6-3

~6-3~


 控室には自分を含め7人の演者が居た。何れも年の頃は同じような物に見えたけれど、その様相は露骨な程七者七様であった。


 舞台から下りる度に火傷の跡を増やす少女、日毎半身の感覚器官を削ぎ落とされていく少年、日増しに繁殖期の家畜の様な嬌声を上げ肛虐をねだる青年。自分はと言えば黒ずむ程の痣を全身に受け、痣の浮く場所が無くなったと見えればこの有様である。


 一頃は尊厳こそ失えど苦痛ではなく思考が出来なくなるほどの快楽を与えられる青年を羨んだ時期もあったが、行き過ぎた凌辱の果てに鉄杭で突き上げられ事切れる様を舞台上で見てからは周りを羨む事の無意味さを知った。


 それ以降、他の演者が変化する様を観察するのも、遂には生き残りを数える事すら辞めてしまった。自分の番が何時来るかすらわからないのだから。


 いや、目を背けてはいたものの、その時が来る事を知る明確な指標は確かに有ったのだ。最初は右腕、次に左足、右足、左腕と眼前に落ちていく其れ等を見て「あぁ、次が最期なのだな」と否が応にも知ってしまっていた。


 そしてその日はやってきた。自分の檻の鍵が開く音、従業員の足音と自分を運ぶ台車の車輪が転がる音。全てが実際の距離よりも遠くに聞こえた。自分が其処に有ると言う感覚すら朧げで、そのまま無感動に終われる事はきっと幸福なのだろうとすら思って居た。

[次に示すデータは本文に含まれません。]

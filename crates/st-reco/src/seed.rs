//! Two-hit seeds for the z-projection filter.

use nalgebra::Vector2;
use st_core::Hit;

use crate::filter::FilterState;
use crate::matrices::seed_covariance;

/// Filter state at plane 1 built from the z coordinates of the hits in planes 0 and 1.
pub fn seed_state(z0: f64, z1: f64, d: f64, resolution: f64) -> FilterState {
    FilterState { state: Vector2::new(z1, (z1 - z0) / d), covariance: seed_covariance(resolution, d) }
}

/// Whether a plane-0 hit may start a track: not yet used and within
/// `n_pixels` pixels of the nominal beam axis in y.
pub fn passes_beam_profile(hit: &Hit, pixel_size: f64, n_pixels: f64) -> bool {
    !hit.used && hit.y.abs() < n_pixels * pixel_size
}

 耳慣れない乾いた音、土の詰まった麻袋を落とすような鈍い音。なんだろう。身をよじり視線を其方に向ける事すら出来る体力が残って居なかった。床に俯せたまま、中々訪れない従業員に疑問も持たず、視界の端を流れる赤黒い水溜りの流れる先を無心で追っていた。


 体を起こされる。あぁ、はいはい、時間ですね。未だ水溜りの方に向けたままだった顔に手が添えられる。温かい。


 「生きてるのか?」

 妙な事を聞くなと思った。返事をする気も無かったが、聞きなれない声の持ち主の正体は気になったので其方に顔を向けてみる。案の定知らない顔だ、新入りだろうか。酷く驚いた顔をしている。無理もない、こんな只の肉塊が未だ生を保てている理由など肉塊自身分からないのだから。少し可笑しくなって自嘲の笑みを浮かべる。


 「 」

 返事をした心算が声が出ない。あぁ、そう言えば何時か麻酔が不完全な時に叫び過ぎて血を吐いた事が有った。


 「そうか」

 言わんとした事が正しく伝わったのかは分からない。その恐らく新入りらしい男は自分を抱きかかえたまま廊下を歩いて行く。台車に載せない事が不思議だったが。別に構わない、それを気にする事に意味が有る程残りの人生が十全に有るわけでもないのだから。